An excessive text, being a text with bodily fluids, shit and puke, very Artaud, I love it. This also reminds me of Vera Chytilova's Daisies, although Daisies doesn't have the vomit/abjection. I am supposed to write about Daisies in the book. The gorgeous anarchic bodies of the two Maries, destructive, messy, desiring, always eating.

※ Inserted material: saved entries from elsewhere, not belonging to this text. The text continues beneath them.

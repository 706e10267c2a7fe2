//! Incremental mailbox synchronization.
//!
//! The engine turns cached sync counters and a server `STATUS` into the
//! cheapest fetch that brings the cache current; the observer reports
//! lifecycle events; the view holds what a frontend renders.

pub mod engine;
mod observer;
mod view;

pub use engine::{DEFAULT_SUMMARY_LIMIT, FetchPlan, plan_fetch, refresh_mailbox};
pub use observer::{CollectingObserver, NoopObserver, SyncEvent, SyncObserver};
pub use view::MailboxView;
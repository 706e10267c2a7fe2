//! Connection configuration types.

/// Connection security mode.
#[derive(Debug, Clone, Copy, PartialEq, Eq, Default)]
pub enum Security {
    /// No encryption (port 143). **Not recommended for production.**
    None,
    /// Start with plaintext, upgrade with STARTTLS (port 143). Not yet
    /// supported by [`connect`](crate::connection::connect).
    StartTls,
    /// TLS from the start (port 993). **Recommended.**
    #[default]
    Tls,
}

impl Security {
    /// Returns the default port for this security mode.
    #[must_use]
    pub const fn default_port(self) -> u16 {
        match self {
            Self::None | Self::StartTls => 143,
            Self::Tls => 993,
        }
    }
}

/// IMAP connection configuration.
#[derive(Debug, Clone)]
pub struct Config {
    /// Server hostname.
    pub host: String,
    /// Server port.
    pub port: u16,
    /// Security mode.
    pub security: Security,
}

impl Config {
    /// Creates a new configuration with TLS on port 993.
    #[must_use]
    pub fn new(host: impl Into<String>) -> Self {
        Self {
            host: host.into(),
            port: 993,
            security: Security::Tls,
        }
    }

    /// Creates a configuration builder.
    #[must_use]
    pub fn builder(host: impl Into<String>) -> ConfigBuilder {
        ConfigBuilder::new(host)
    }
}

/// Builder for connection configuration.
#[derive(Debug, Clone)]
pub struct ConfigBuilder {
    host: String,
    port: Option<u16>,
    security: Security,
}

impl ConfigBuilder {
    /// Creates a new builder with the given hostname.
    #[must_use]
    pub fn new(host: impl Into<String>) -> Self {
        Self {
            host: host.into(),
            port: None,
            security: Security::Tls,
        }
    }

    /// Sets the port.
    #[must_use]
    pub const fn port(mut self, port: u16) -> Self {
        self.port = Some(port);
        self
    }

    /// Sets the security mode.
    #[must_use]
    pub const fn security(mut self, security: Security) -> Self {
        self.security = security;
        self
    }

    /// Builds the configuration.
    #[must_use]
    pub fn build(self) -> Config {
        Config {
            host: self.host,
            port: self.port.unwrap_or_else(|| self.security.default_port()),
            security: self.security,
        }
    }
}

#[cfg(test)]
#[allow(
    clippy::unwrap_used,
    clippy::redundant_clone,
    clippy::manual_string_new,
    clippy::unreadable_literal,
    clippy::similar_names
)]
mod tests {
    use super::*;

    #[test]
    fn test_default_ports() {
        assert_eq!(Security::None.default_port(), 143);
        assert_eq!(Security::StartTls.default_port(), 143);
        assert_eq!(Security::Tls.default_port(), 993);
    }

    #[test]
    fn test_config_new() {
        let config = Config::new("imap.example.com");
        assert_eq!(config.host, "imap.example.com");
        assert_eq!(config.port, 993);
        assert_eq!(config.security, Security::Tls);
    }

    #[test]
    fn test_config_builder() {
        let config = Config::builder("imap.example.com")
            .port(1143)
            .security(Security::None)
            .build();

        assert_eq!(config.host, "imap.example.com");
        assert_eq!(config.port, 1143);
        assert_eq!(config.security, Security::None);
    }

    #[test]
    fn test_config_builder_default_port() {
        let config = Config::builder("imap.example.com")
            .security(Security::None)
            .build();

        assert_eq!(config.port, 143);
    }
}
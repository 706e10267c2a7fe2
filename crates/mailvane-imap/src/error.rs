//! Error types for the IMAP library.

use thiserror::Error;

/// Errors that can occur during IMAP operations.
#[derive(Debug, Error)]
pub enum Error {
    /// I/O error during network operations.
    #[error("I/O error: {0}")]
    Io(#[from] std::io::Error),

    /// TLS handshake or encryption error.
    #[error("TLS error: {0}")]
    Tls(#[from] rustls::Error),

    /// Invalid DNS name for TLS.
    #[error("Invalid DNS name: {0}")]
    InvalidDnsName(#[from] rustls::pki_types::InvalidDnsNameError),

    /// Peer closed the connection before a complete response arrived.
    #[error("Connection closed by server")]
    ConnectionClosed,

    /// Tagged completion was not `OK`.
    #[error("Command failed: {line}")]
    CommandFailed {
        /// The raw tagged response line, including the status word.
        line: String,
    },

    /// Response did not have the shape the operation requires.
    #[error("Unexpected response: {0}")]
    UnexpectedResponse(String),

    /// Protocol parsing error.
    #[error("Parse error: {0}")]
    Parse(String),

    /// Invalid state for the requested operation.
    #[error("Invalid state: {0}")]
    InvalidState(String),

    /// The requested security mode is not supported by this client.
    #[error("Unsupported security mode: {0}")]
    UnsupportedSecurity(String),
}

/// Result type alias using our Error type.
pub type Result<T> = std::result::Result<T, Error>;
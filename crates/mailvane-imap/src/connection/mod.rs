//! IMAP connection management.
//!
//! This module provides connection handling for IMAP servers, including:
//! - Configuration (host, port, security mode)
//! - TLS/plaintext stream abstraction
//! - Framed I/O with literal-aware response accumulation
//! - Type-state connection wrapper
//! - High-level session with idempotent state transitions

mod client;
mod config;
mod framed;
mod session;
mod stream;

pub use client::{Authenticated, Client, NotAuthenticated, Selected};
pub use config::{Config, ConfigBuilder, Security};
pub use framed::{FramedStream, ResponseAccumulator, ResponsePart};
pub use session::{Session, SessionConfig};
pub use stream::{ImapStream, connect, connect_plain, connect_tls, create_tls_connector};
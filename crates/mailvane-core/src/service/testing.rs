//! Scripted sessions for exercising the sync pipeline without a server.

use std::collections::HashMap;
use std::sync::{Arc, Mutex, PoisonError};

use chrono::DateTime;
use tokio::sync::oneshot;

use mailvane_imap::types::{MailboxStatus, Uid, UidValidity};

use crate::Result;
use crate::account::{Account, AccountId};
use crate::cache::MessageSummary;
use crate::service::session::{MailboxOps, SessionFactory};

/// One recorded session call.
#[derive(Debug, Clone, PartialEq, Eq)]
pub enum Call {
    Status { mailbox: String },
    List,
    SearchAll { mailbox: String },
    SearchRange {
        mailbox: String,
        start: u32,
        end: Option<u32>,
    },
    Fetch { mailbox: String, uids: Vec<u32> },
    Body { mailbox: String, uid: u32 },
    Disconnect,
}

/// Shared call log; clones observe the same session.
#[derive(Debug, Clone, Default)]
pub struct CallLog(Arc<Mutex<Vec<Call>>>);

impl CallLog {
    /// Snapshot of the calls recorded so far, in order.
    pub fn snapshot(&self) -> Vec<Call> {
        self.0
            .lock()
            .unwrap_or_else(PoisonError::into_inner)
            .clone()
    }

    fn record(&self, call: Call) {
        self.0
            .lock()
            .unwrap_or_else(PoisonError::into_inner)
            .push(call);
    }
}

/// [`MailboxOps`] implementation that answers from fixed data.
///
/// `uids` is the full UID set "on the server"; searches filter it,
/// fetches answer from the `summaries` map in requested order. An
/// optional gate parks the first status call until released, so tests
/// can interleave other work mid-refresh.
#[derive(Debug, Default)]
pub struct ScriptedSession {
    status: MailboxStatus,
    fail_status: bool,
    uids: Vec<u32>,
    summaries: HashMap<u32, MessageSummary>,
    bodies: HashMap<u32, String>,
    mailboxes: Vec<String>,
    gate: Option<oneshot::Receiver<()>>,
    log: CallLog,
}

impl ScriptedSession {
    pub fn new() -> Self {
        Self::default()
    }

    pub fn status(mut self, status: MailboxStatus) -> Self {
        self.status = status;
        self
    }

    /// Makes every status call fail with a connection error.
    pub fn fail_status(mut self) -> Self {
        self.fail_status = true;
        self
    }

    pub fn uids(mut self, uids: Vec<u32>) -> Self {
        self.uids = uids;
        self
    }

    pub fn summary(mut self, summary: MessageSummary) -> Self {
        self.summaries.insert(summary.uid, summary);
        self
    }

    pub fn body(mut self, uid: u32, text: &str) -> Self {
        self.bodies.insert(uid, text.to_string());
        self
    }

    pub fn mailboxes(mut self, mailboxes: Vec<String>) -> Self {
        self.mailboxes = mailboxes;
        self
    }

    /// Parks the first status call until the sender fires.
    pub fn gated(mut self, gate: oneshot::Receiver<()>) -> Self {
        self.gate = Some(gate);
        self
    }

    /// Handle to this session's call log.
    pub fn log(&self) -> CallLog {
        self.log.clone()
    }
}

impl MailboxOps for ScriptedSession {
    async fn mailbox_status(&mut self, mailbox: &str) -> Result<MailboxStatus> {
        self.log.record(Call::Status {
            mailbox: mailbox.to_string(),
        });
        if let Some(gate) = self.gate.take() {
            let _ = gate.await;
        }
        if self.fail_status {
            return Err(mailvane_imap::Error::ConnectionClosed.into());
        }
        Ok(self.status)
    }

    async fn list_mailboxes(&mut self) -> Result<Vec<String>> {
        self.log.record(Call::List);
        Ok(self.mailboxes.clone())
    }

    async fn search_all(&mut self, mailbox: &str) -> Result<Vec<Uid>> {
        self.log.record(Call::SearchAll {
            mailbox: mailbox.to_string(),
        });
        Ok(self.uids.iter().copied().filter_map(Uid::new).collect())
    }

    async fn search_range(
        &mut self,
        mailbox: &str,
        start: Uid,
        end: Option<Uid>,
    ) -> Result<Vec<Uid>> {
        self.log.record(Call::SearchRange {
            mailbox: mailbox.to_string(),
            start: start.get(),
            end: end.map(Uid::get),
        });
        Ok(self
            .uids
            .iter()
            .copied()
            .filter(|&n| n >= start.get() && end.is_none_or(|e| n <= e.get()))
            .filter_map(Uid::new)
            .collect())
    }

    async fn fetch_summaries(
        &mut self,
        mailbox: &str,
        uids: &[Uid],
    ) -> Result<Vec<MessageSummary>> {
        self.log.record(Call::Fetch {
            mailbox: mailbox.to_string(),
            uids: uids.iter().copied().map(Uid::get).collect(),
        });
        Ok(uids
            .iter()
            .filter_map(|uid| self.summaries.get(&uid.get()).cloned())
            .collect())
    }

    async fn fetch_body_text(&mut self, mailbox: &str, uid: Uid) -> Result<String> {
        self.log.record(Call::Body {
            mailbox: mailbox.to_string(),
            uid: uid.get(),
        });
        Ok(self.bodies.get(&uid.get()).cloned().unwrap_or_default())
    }

    fn disconnect(&mut self) {
        self.log.record(Call::Disconnect);
    }
}

/// Factory that hands out prepared sessions per account.
///
/// Each prepared session is consumed by one `create` call; accounts
/// without one get an empty default session.
#[derive(Debug, Default)]
pub struct ScriptedFactory {
    sessions: Mutex<HashMap<AccountId, ScriptedSession>>,
}

impl ScriptedFactory {
    pub fn new() -> Self {
        Self::default()
    }

    pub fn prepare(&self, account_id: AccountId, session: ScriptedSession) {
        self.sessions
            .lock()
            .unwrap_or_else(PoisonError::into_inner)
            .insert(account_id, session);
    }
}

impl SessionFactory for ScriptedFactory {
    type Session = ScriptedSession;

    fn create(&self, account: &Account) -> ScriptedSession {
        self.sessions
            .lock()
            .unwrap_or_else(PoisonError::into_inner)
            .remove(&account.id)
            .unwrap_or_default()
    }
}

/// Builds a status value; zero means the counter is absent.
pub fn status(uid_validity: u32, uid_next: u32) -> MailboxStatus {
    MailboxStatus {
        uid_validity: UidValidity::new(uid_validity),
        uid_next: Uid::new(uid_next),
    }
}

/// Builds a summary with a fixed subject and sender; an empty `date`
/// yields an undated message.
pub fn summary(uid: u32, date: &str) -> MessageSummary {
    MessageSummary {
        uid,
        subject: format!("Message {uid}"),
        from: "sender@example.com".to_string(),
        date: DateTime::parse_from_rfc2822(date).ok(),
        preview: None,
    }
}
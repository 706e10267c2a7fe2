//! # mailvane-imap
//!
//! An async IMAP client library covering the subset of RFC 3501
//! (`IMAP4rev1`) needed for incremental mailbox synchronization: LOGIN,
//! SELECT, STATUS, LIST, UID SEARCH, and UID FETCH with literal-aware
//! response framing.
//!
//! ## Features
//!
//! - **Type-state connection management**: Compile-time enforcement of valid
//!   IMAP state transitions (`NotAuthenticated` → `Authenticated` → `Selected`)
//! - **Literal-aware framing**: `{n}` octet literals are consumed exactly,
//!   so header blocks and body excerpts survive embedded CRLFs
//! - **UID-based fetch**: search results and fetched messages are keyed by
//!   UID, never by response position
//! - **TLS via rustls**: Secure connections without OpenSSL dependency
//! - **Idempotent sessions**: [`connection::Session`] wraps the type-state
//!   client behind connect/login/select calls that skip work already done
//!
//! ## Quick Start
//!
//! ```ignore
//! use mailvane_imap::{Client, Config};
//!
//! #[tokio::main]
//! async fn main() -> mailvane_imap::Result<()> {
//!     // Connect with implicit TLS
//!     let config = Config::new("imap.example.com");
//!     let stream = mailvane_imap::connection::connect(&config).await?;
//!     let client = Client::from_stream(stream).await?;
//!
//!     // Authenticate
//!     let client = client.login("user@example.com", "password").await?;
//!
//!     // Select INBOX and find what is there
//!     let mut client = client.select("INBOX").await?;
//!     let uids = client.uid_search_all().await?;
//!
//!     // Fetch headers and a short body excerpt for the newest few
//!     let recent: Vec<_> = uids.iter().rev().take(10).rev().copied().collect();
//!     let messages = client.fetch_headers_with_preview(&recent).await?;
//!     for message in &messages {
//!         println!("UID {}: {} header bytes", message.uid, message.headers.len());
//!     }
//!
//!     Ok(())
//! }
//! ```
//!
//! ## Connection States
//!
//! The library uses the type-state pattern to enforce valid IMAP operations
//! at compile time:
//!
//! ```text
//! ┌─────────────────────┐
//! │   NotAuthenticated  │ ─── login() ───→ Authenticated
//! └─────────────────────┘
//!            │
//!            ▼
//! ┌─────────────────────┐
//! │    Authenticated    │ ─── select() ───→ Selected
//! └─────────────────────┘
//!            │
//!            ▼
//! ┌─────────────────────┐
//! │      Selected       │ ─── select() ───→ Selected (switch mailbox)
//! └─────────────────────┘
//! ```
//!
//! ## Modules
//!
//! - [`command`]: IMAP command builders and tag generation
//! - [`connection`]: Connection management, type-state client, and sessions
//! - [`fetch`]: Fetched-message assembly from framed responses
//! - [`types`]: Core IMAP types (UIDs, mailbox status)

#![warn(missing_docs)]
#![warn(clippy::all)]
#![warn(clippy::pedantic)]
#![forbid(unsafe_code)]

pub mod command;
pub mod connection;
mod error;
pub mod fetch;
mod parser;
pub mod types;

pub use command::{Command, TagGenerator};
pub use connection::{
    Authenticated, Client, Config, ConfigBuilder, FramedStream, ImapStream, NotAuthenticated,
    ResponseAccumulator, ResponsePart, Security, Selected, Session, SessionConfig,
};
pub use error::{Error, Result};
pub use fetch::FetchedMessage;
pub use types::{MailboxStatus, Uid, UidValidity};

/// IMAP protocol revision this client targets.
pub const IMAP_VERSION: &str = "IMAP4rev1";
//! Authenticated state operations.

use tokio::io::{AsyncRead, AsyncWrite};

use super::Client;
use super::states::{Authenticated, Selected};
use crate::Result;
use crate::command::Command;
use crate::types::MailboxStatus;

impl<S> Client<S, Authenticated>
where
    S: AsyncRead + AsyncWrite + Unpin,
{
    /// Selects a mailbox, transitioning to `Selected`.
    pub async fn select(mut self, mailbox: &str) -> Result<Client<S, Selected>> {
        self.run_command(&Command::Select {
            mailbox: mailbox.to_string(),
        })
        .await?;

        Ok(Client {
            stream: self.stream,
            tag_gen: self.tag_gen,
            state: Selected::new(mailbox),
        })
    }

    /// Lists all mailbox names, deduplicated and lexicographically sorted.
    pub async fn list(&mut self) -> Result<Vec<String>> {
        self.list_inner().await
    }

    /// Queries UIDNEXT and UIDVALIDITY for a mailbox without selecting it.
    pub async fn status(&mut self, mailbox: &str) -> Result<MailboxStatus> {
        self.status_inner(mailbox).await
    }
}
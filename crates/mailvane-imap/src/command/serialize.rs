//! Command serialization helpers.

use crate::types::Uid;

/// Writes a quoted string, escaping backslash and double-quote.
///
/// Every value is quoted, so mailbox names with spaces and empty
/// strings serialize unambiguously.
pub fn write_quoted(buf: &mut Vec<u8>, s: &str) {
    buf.push(b'"');
    for b in s.bytes() {
        if b == b'"' || b == b'\\' {
            buf.push(b'\\');
        }
        buf.push(b);
    }
    buf.push(b'"');
}

/// Writes a comma-joined UID set.
pub fn write_uid_set(buf: &mut Vec<u8>, uids: &[Uid]) {
    for (i, uid) in uids.iter().enumerate() {
        if i > 0 {
            buf.push(b',');
        }
        buf.extend_from_slice(uid.to_string().as_bytes());
    }
}
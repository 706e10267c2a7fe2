//! Per-account IMAP session ownership.
//!
//! [`MailSession`] pairs an account with a connection-level session and
//! handles credential acquisition: the password is fetched from the
//! keyring once per connection attempt, and a missing password fails
//! before any network I/O. The [`MailboxOps`] trait is the seam the sync
//! engine drives, so engine and service behavior can be tested against a
//! scripted implementation.

use std::collections::HashMap;

use mailvane_imap::FetchedMessage;
use mailvane_imap::connection::Session;
use mailvane_imap::types::{MailboxStatus, Uid};
use mailvane_mime::ParsedHeaders;
use mailvane_mime::encoding::decode_text;
use mailvane_mime::preview::preview_text;

use crate::account::{Account, credentials};
use crate::cache::MessageSummary;
use crate::{Error, Result};

/// Mailbox operations the sync engine needs from a session.
///
/// Methods that touch a mailbox take its name and select it first when
/// necessary; callers never manage selection state themselves.
pub trait MailboxOps {
    /// Queries UIDVALIDITY and UIDNEXT for a mailbox.
    ///
    /// # Errors
    ///
    /// Returns an error if connecting, authenticating, or the command fails.
    async fn mailbox_status(&mut self, mailbox: &str) -> Result<MailboxStatus>;

    /// Lists all mailbox names, deduplicated and sorted.
    ///
    /// # Errors
    ///
    /// Returns an error if connecting, authenticating, or the command fails.
    async fn list_mailboxes(&mut self) -> Result<Vec<String>>;

    /// Returns every UID in the mailbox.
    ///
    /// # Errors
    ///
    /// Returns an error if connecting, authenticating, selecting, or the
    /// command fails.
    async fn search_all(&mut self, mailbox: &str) -> Result<Vec<Uid>>;

    /// Returns the UIDs in `start..=end`, or `start:*` when `end` is absent.
    ///
    /// # Errors
    ///
    /// Returns an error if connecting, authenticating, selecting, or the
    /// command fails.
    async fn search_range(
        &mut self,
        mailbox: &str,
        start: Uid,
        end: Option<Uid>,
    ) -> Result<Vec<Uid>>;

    /// Fetches header and preview summaries for the given UIDs.
    ///
    /// The result follows the requested UID order; UIDs the server did
    /// not answer for are omitted. An empty request issues no command.
    ///
    /// # Errors
    ///
    /// Returns an error if connecting, authenticating, selecting, or the
    /// command fails.
    async fn fetch_summaries(
        &mut self,
        mailbox: &str,
        uids: &[Uid],
    ) -> Result<Vec<MessageSummary>>;

    /// Fetches a message's body text, decoded as UTF-8 with a Latin-1
    /// fallback.
    ///
    /// # Errors
    ///
    /// Returns an error if connecting, authenticating, selecting, or the
    /// command fails.
    async fn fetch_body_text(&mut self, mailbox: &str, uid: Uid) -> Result<String>;

    /// Drops the connection. The next operation reconnects from scratch.
    fn disconnect(&mut self);
}

/// An account's IMAP session.
#[derive(Debug)]
pub struct MailSession {
    account: Account,
    session: Session,
}

impl MailSession {
    /// Creates an unconnected session for the account. No I/O happens
    /// until the first operation.
    #[must_use]
    pub fn new(account: &Account) -> Self {
        Self {
            account: account.clone(),
            session: Session::new(account.session_config()),
        }
    }

    /// The account this session belongs to.
    #[must_use]
    pub const fn account(&self) -> &Account {
        &self.account
    }

    /// Connects and logs in if not already authenticated.
    ///
    /// The password is read from the keyring per attempt; absence is a
    /// fatal precondition error raised before any I/O.
    async fn ensure_authenticated(&mut self) -> Result<()> {
        if self.session.is_authenticated() {
            return Ok(());
        }

        let password = credentials::get_password(self.account.id)?
            .ok_or(Error::MissingCredential(self.account.id))?;
        self.session.ensure_authenticated(&password).await?;
        Ok(())
    }

    async fn ensure_selected(&mut self, mailbox: &str) -> Result<()> {
        self.ensure_authenticated().await?;
        self.session.select(mailbox).await?;
        Ok(())
    }
}

impl MailboxOps for MailSession {
    async fn mailbox_status(&mut self, mailbox: &str) -> Result<MailboxStatus> {
        self.ensure_authenticated().await?;
        Ok(self.session.status(mailbox).await?)
    }

    async fn list_mailboxes(&mut self) -> Result<Vec<String>> {
        self.ensure_authenticated().await?;
        Ok(self.session.list_mailboxes().await?)
    }

    async fn search_all(&mut self, mailbox: &str) -> Result<Vec<Uid>> {
        self.ensure_selected(mailbox).await?;
        Ok(self.session.uid_search_all().await?)
    }

    async fn search_range(
        &mut self,
        mailbox: &str,
        start: Uid,
        end: Option<Uid>,
    ) -> Result<Vec<Uid>> {
        self.ensure_selected(mailbox).await?;
        Ok(self.session.uid_search_range(start, end).await?)
    }

    async fn fetch_summaries(
        &mut self,
        mailbox: &str,
        uids: &[Uid],
    ) -> Result<Vec<MessageSummary>> {
        if uids.is_empty() {
            return Ok(Vec::new());
        }

        self.ensure_selected(mailbox).await?;
        let fetched = self.session.fetch_headers_with_preview(uids).await?;

        let mut by_uid: HashMap<Uid, FetchedMessage> =
            fetched.into_iter().map(|m| (m.uid, m)).collect();
        Ok(uids
            .iter()
            .filter_map(|uid| by_uid.remove(uid))
            .map(summarize)
            .collect())
    }

    async fn fetch_body_text(&mut self, mailbox: &str, uid: Uid) -> Result<String> {
        self.ensure_selected(mailbox).await?;
        let data = self.session.fetch_body(uid).await?;
        Ok(decode_text(&data))
    }

    fn disconnect(&mut self) {
        self.session.disconnect();
    }
}

/// Builds a display summary from a fetched message.
fn summarize(message: FetchedMessage) -> MessageSummary {
    let headers = ParsedHeaders::parse(&message.headers);
    let preview = preview_text(message.preview.as_deref());
    MessageSummary {
        uid: message.uid.get(),
        subject: headers.subject,
        from: headers.from,
        date: headers.date,
        preview,
    }
}

/// Creates sessions for accounts.
///
/// The mail service goes through this factory so tests can substitute
/// scripted sessions.
pub trait SessionFactory: Send + Sync {
    /// Session type produced by this factory.
    type Session: MailboxOps + Send + 'static;

    /// Creates an unconnected session for the account.
    fn create(&self, account: &Account) -> Self::Session;
}

/// Factory producing real IMAP sessions.
#[derive(Debug, Clone, Copy, Default)]
pub struct ImapSessionFactory;

impl SessionFactory for ImapSessionFactory {
    type Session = MailSession;

    fn create(&self, account: &Account) -> MailSession {
        MailSession::new(account)
    }
}

#[cfg(test)]
#[allow(clippy::unwrap_used)]
mod tests {
    use chrono::DateTime;

    use super::*;

    #[test]
    fn summarize_decodes_headers_and_preview() {
        let message = FetchedMessage {
            uid: Uid::new(42).unwrap(),
            headers: b"Subject: =?utf-8?B?SMOpbGxv?=\r\nFrom: Alice <alice@example.com>\r\nDate: Mon, 01 Jan 2024 10:00:00 +0000\r\n"
                .to_vec(),
            preview: Some(b"Hello there\r\n".to_vec()),
        };

        let summary = summarize(message);
        assert_eq!(summary.uid, 42);
        assert_eq!(summary.subject, "H\u{e9}llo");
        assert_eq!(summary.from, "Alice <alice@example.com>");
        assert_eq!(
            summary.date,
            Some(DateTime::parse_from_rfc2822("Mon, 01 Jan 2024 10:00:00 +0000").unwrap())
        );
        assert_eq!(summary.preview, Some("Hello there".to_string()));
    }

    #[test]
    fn summarize_handles_missing_headers() {
        let message = FetchedMessage {
            uid: Uid::new(7).unwrap(),
            headers: Vec::new(),
            preview: None,
        };

        let summary = summarize(message);
        assert_eq!(summary.uid, 7);
        assert!(summary.subject.is_empty());
        assert!(summary.from.is_empty());
        assert_eq!(summary.date, None);
        assert_eq!(summary.preview, None);
    }

    #[test]
    fn new_session_is_unconnected() {
        let account = Account::new("user@example.com", "imap.example.com");
        let session = MailSession::new(&account);
        assert_eq!(session.account().email, "user@example.com");
    }

    #[tokio::test]
    async fn empty_fetch_answers_without_io() {
        // TEST-NET address; the guard must return before any connection
        // or credential lookup is attempted.
        let account = Account::new("user@example.com", "198.51.100.1");
        let mut session = MailSession::new(&account);

        let result = session.fetch_summaries("INBOX", &[]).await.unwrap();
        assert!(result.is_empty());
    }
}
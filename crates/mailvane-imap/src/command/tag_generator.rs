//! IMAP command tag generator.
//!
//! Tags are used to match commands with their responses.

use std::sync::atomic::{AtomicU32, Ordering};

/// Tag generator for IMAP commands.
///
/// Generates unique sequential tags in the format "A0001", "A0002", etc.
/// The sequence restarts at 1 for each new connection.
#[derive(Debug)]
pub struct TagGenerator {
    counter: AtomicU32,
    prefix: char,
}

impl TagGenerator {
    /// Creates a new tag generator with the given prefix.
    #[must_use]
    pub const fn new(prefix: char) -> Self {
        Self {
            counter: AtomicU32::new(0),
            prefix,
        }
    }

    /// Generates the next tag.
    ///
    /// # Panics
    ///
    /// Panics if the tag counter would overflow u32::MAX. In practice, this
    /// would require 4+ billion tags in a single session, which is unrealistic.
    #[must_use]
    pub fn next(&self) -> String {
        let n = self.counter.fetch_add(1, Ordering::Relaxed);
        // Check for overflow - if we've wrapped, the session is invalid
        if n == u32::MAX {
            panic!("tag counter overflow: generated {n} tags in this session");
        }
        format!("{}{:04}", self.prefix, n + 1)
    }

    /// Returns the number of tags generated so far.
    #[must_use]
    pub fn current(&self) -> u32 {
        self.counter.load(Ordering::Relaxed)
    }

    /// Resets the counter so the next tag starts the sequence over.
    pub fn reset(&self) {
        self.counter.store(0, Ordering::Relaxed);
    }
}

impl Default for TagGenerator {
    fn default() -> Self {
        Self::new('A')
    }
}

impl Clone for TagGenerator {
    fn clone(&self) -> Self {
        Self {
            counter: AtomicU32::new(self.counter.load(Ordering::Relaxed)),
            prefix: self.prefix,
        }
    }
}

#[cfg(test)]
#[allow(
    clippy::unwrap_used,
    clippy::redundant_clone,
    clippy::manual_string_new,
    clippy::unreadable_literal,
    clippy::similar_names
)]
mod tests {
    use super::*;

    #[test]
    fn test_tag_generation() {
        let generator = TagGenerator::default();
        assert_eq!(generator.next(), "A0001");
        assert_eq!(generator.next(), "A0002");
        assert_eq!(generator.next(), "A0003");
    }

    #[test]
    fn test_custom_prefix() {
        let generator = TagGenerator::new('T');
        assert_eq!(generator.next(), "T0001");
        assert_eq!(generator.next(), "T0002");
    }

    #[test]
    fn test_reset() {
        let generator = TagGenerator::default();
        let _ = generator.next();
        let _ = generator.next();
        generator.reset();
        assert_eq!(generator.next(), "A0001");
    }

    #[test]
    fn test_current() {
        let generator = TagGenerator::default();
        assert_eq!(generator.current(), 0);
        let _ = generator.next();
        assert_eq!(generator.current(), 1);
    }

    #[test]
    fn test_uniqueness() {
        let generator = TagGenerator::default();
        let mut seen = std::collections::HashSet::new();

        // Generate 10000 tags and ensure all are unique
        for _ in 0..10000 {
            let tag = generator.next();
            assert!(seen.insert(tag), "duplicate tag generated");
        }
    }

    #[test]
    fn test_format() {
        let generator = TagGenerator::new('X');
        assert_eq!(generator.next(), "X0001");
        assert_eq!(generator.next(), "X0002");
        // Verify padding is correct
        for _ in 2..100 {
            let _ = generator.next();
        }
        assert_eq!(generator.next(), "X0101");
    }

    #[test]
    #[should_panic(expected = "tag counter overflow")]
    fn test_overflow_detection() {
        let generator = TagGenerator::default();
        // Set counter to near max
        generator.counter.store(u32::MAX, Ordering::Relaxed);
        // This should panic
        let _ = generator.next();
    }
}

(I am very tired today, like in a trance. Do not read my writing, I am drained and repetitive today. I lack the appropriate anarchy today. This post is just to say go read Johannes' essay, and Kate Durbin's essay. Oh and James' recent post on Catherine Breillat in Exoskeleton (scroll down, it won't let me link to it), even though I almost didn't want to post about it, as I am jealous James is still living in Chicago and can go see Bluebeard when I have to wait until end of April. And the Bluebeard fairytale is my favorite fairytale. Okay. My favorite fairytales (in no order): Freud's Dora, Frances Farmer's ghostwritten autobiography Will There Ever Be A Morning, Catherine Deneuve in Donkey Tale, Bluebeard, especially Angela Carter's version, Lot and his Daughters. I realize most of these involve taboo sexuality. I also like the original Sleeping Beauty. I remember about a year ago I read Marina Warner's book on fairytales. I am tired. I want to say that reading Kate Durbin's cycle of poems about Catherine Breillat films made me want to watch them all again, but they don't have many of them on Netflix. And in Akron, Ohio, we have Netflix. That's what we have. Although I'm having a strange relationship with film lately. I've become anorexic with film. Now I have Marnie and Valerie and Her Week of Wonders, and I want to watch them, but I'm abstaining from visual stimulation. Like it's too much, it's too intense, it's too close to joy, film. Or I have to watch it on my little computer as have no TV and am snob. This more likely.)